Les misérables riche by @BloggersRUs

Les misérables riche

by Tom Sullivan

Justice was never blind here. But if any administration could make justice more of a sham, it is this one.

President Donald Trump's anti-immigrant shock troops have branched out from targeting the undocumented. US Citizenship and Immigration Services Director L. Francis Cissna in June established a “denaturalization task force” to reexamine the applications of naturalized citizens for discrepancies that might justify stripping Americans of their citizenship and deporting them.

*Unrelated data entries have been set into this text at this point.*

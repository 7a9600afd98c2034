// SPDX-License-Identifier: BUSL-1.1
// Copyright (c) 2026 Alfred Jean LLC

//! Severity tiers and the fixed global result-code ranges

use serde::{Deserialize, Serialize};

/// Code reserved for success outcomes
pub const SUCCESS_CODE: u32 = 0;
/// Inclusive range reserved for the info tier
pub const INFO_RANGE: (u32, u32) = (1, 10_000);
/// Inclusive range reserved for the warning tier
pub const WARNING_RANGE: (u32, u32) = (10_001, 20_000);
/// Inclusive range reserved for the error tier
pub const ERROR_RANGE: (u32, u32) = (20_001, 90_000);
/// Code reserved for unhandled faults
pub const FATAL_CODE: u32 = 99_999;

/// Severity tier of a result code.
///
/// The tier is fully determined by the code's numeric range; see
/// [`Severity::of`].
#[derive(Debug, Clone, Copy, PartialEq, Eq, Hash, Serialize, Deserialize)]
#[serde(rename_all = "snake_case")]
pub enum Severity {
    /// Normal return, code 0
    Success,
    /// Non-fatal signal attached to a successful response
    Info,
    /// Non-fatal signal attached to a successful response
    Warning,
    /// Expected business-rule violation (handled fault)
    Error,
    /// Unexpected defect (unhandled fault), always code 99999
    Fatal,
}

impl Severity {
    /// Derive the severity implied by a code value.
    ///
    /// Returns `None` for values outside every reserved range
    /// (`90001..=99998` and anything above `99999`).
    pub fn of(value: u32) -> Option<Severity> {
        match value {
            SUCCESS_CODE => Some(Severity::Success),
            v if v >= INFO_RANGE.0 && v <= INFO_RANGE.1 => Some(Severity::Info),
            v if v >= WARNING_RANGE.0 && v <= WARNING_RANGE.1 => Some(Severity::Warning),
            v if v >= ERROR_RANGE.0 && v <= ERROR_RANGE.1 => Some(Severity::Error),
            FATAL_CODE => Some(Severity::Fatal),
            _ => None,
        }
    }

    /// Three-letter tier abbreviation used in message keys.
    ///
    /// Success and Fatal have none: success outcomes carry no message,
    /// and fatal faults use the literal code as their key.
    pub fn abbr(&self) -> Option<&'static str> {
        match self {
            Severity::Info => Some("INF"),
            Severity::Warning => Some("WAR"),
            Severity::Error => Some("ERR"),
            Severity::Success | Severity::Fatal => None,
        }
    }

    /// Whether this tier represents a fault outcome
    pub fn is_fault(&self) -> bool {
        matches!(self, Severity::Error | Severity::Fatal)
    }
}

impl std::fmt::Display for Severity {
    fn fmt(&self, f: &mut std::fmt::Formatter<'_>) -> std::fmt::Result {
        let name = match self {
            Severity::Success => "success",
            Severity::Info => "info",
            Severity::Warning => "warning",
            Severity::Error => "error",
            Severity::Fatal => "fatal",
        };
        write!(f, "{}", name)
    }
}

#[cfg(test)]
#[path = "severity_tests.rs"]
mod tests;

White House senior adviser Stephen Miller has drafted a plan for limiting on the pettiest of pretexts the number of immigrants allowed legal status each year:

Details of the rulemaking proposal are still being finalized, but based on a recent draft seen last week and described to NBC News, immigrants living legally in the U.S. who have ever used or whose household members have ever used Obamacare, children's health insurance, food stamps and other benefits could be hindered from obtaining legal status in the U.S.
Franklin Foer's September article in The Atlantic precipitated his "Fresh Air" interview with Terry Gross this week. Beginning with its impact on a community of Mauritanian transplants clustered along the fatefully named Refugee Road in Columbus, Ohio, "How Trump Radicalized ICE" focuses on Immigration and Customs Emforcement's culture, its mission, and its un-American-sounding mandate.

"It’s one thing for a city to require cops to issue a minimum number of parking tickets," Foer writes. "It’s another for the federal government to proscribe a daily goal for the number of human beings it will deprive of liberty."

A 2009 appropriations provision added by the late Democratic Sen. Robert Byrd of West Virginia required ICE to "maintain a level of not less than 33,400 detention beds." ICE treated the mandate for beds as a prisoner quota during the Obama administration until Congress removed it last year. The sitting president's Justice Department in its xenophobic zeal has nonetheless outstripped the limits of the previous "quota."

Under the Trump regime, undocumented immigrants like the Mauritanians of Refugee Road face a crackdown. Their presence for nearly two decades was overlooked or (in Gross's phrasing) given a pass:
FOER: So it's - in 1986, Ronald Reagan passed an amnesty. There had been millions of undocumented immigrants in the country, and he gave them a pathway to citizenship. And since 1986, both political parties have professed faith in their belief in something called comprehensive immigration reform where they would enter into a grand bargain where they would trade tougher immigration enforcement in exchange for amnesty of the large and growing population of undocumented immigrants in the country. But despite that consensus, our political system has been broken. And it has been unable to pass comprehensive immigration reform. And so the number of undocumented immigrants just built up over time.

The Congress basically expressed its hope that they would become citizens by passing these measures but never getting them to the president's desk for signature. And we just kind of let this population drift. Some of them had orders for deportation. Some of them never went through an immigration court. But we gave them our tacit approval. And so now you have 11 million undocumented people in this country. Two-thirds of them have been here for over a decade.

And so, yes, we've given them tacit permission, and that's what makes the Trump administration so disturbing. There had been this consensus that they could stay. They rooted themselves within our communities. They made long-term investments in becoming Americans. They opened up businesses. They bought houses. They amassed 401(k)s. They raised children who are U.S. citizens. And so they felt like they were Americans. By all measures, they were Americans. They are Americans.

GROSS: And now they're outlaws.
The irony drips.

These refugees, these asylum seekers who fled to these shores took risks, started businesses, paid taxes and salaries, contributed to their communities, and invested themselves and in this country what fortunes they gleaned from their labors. Yet Trump, Miller, and U.S. Attorney General Jeff Sessions's Department of Justice target them for slow-motion ethnic cleansing over statutory infractions that victimize no one, or for the crime of obtaining a few dollars worth of subsidized food and medicine.

Let's contrast their taste of American justice with that accorded others whose predations touched the entire planet.

I speak of the mortgage-backed securities wizards who brought the world economy to its knees in 2008.

Their fraud and reckless greed destroyed household wealth estimated in the trillions and put millions of Americans out of work. In response, American taxpayers subsidized bailouts to the tune of trillions more. Bank CEOs and executives received taxpayer-subsidized seven- and eight-figure golden parachutes and bonuses.

Their banks then turned around and committed serial perjury and fraud in court proceedings foreclosing on homes to which they lacked clear title. The banks used fraudulent, robo-signed affidavits to foreclose on millions of homeowners and throw families into the streets.

Not one Wall Street CEO went to jail for the devastation their companies' illegal actions caused. At most, the companies paid fines.

But refugees who received a subsidized loaf of bread or fudged asylum applications? Trump's America sics Inspector Javert on them with extreme prejudice.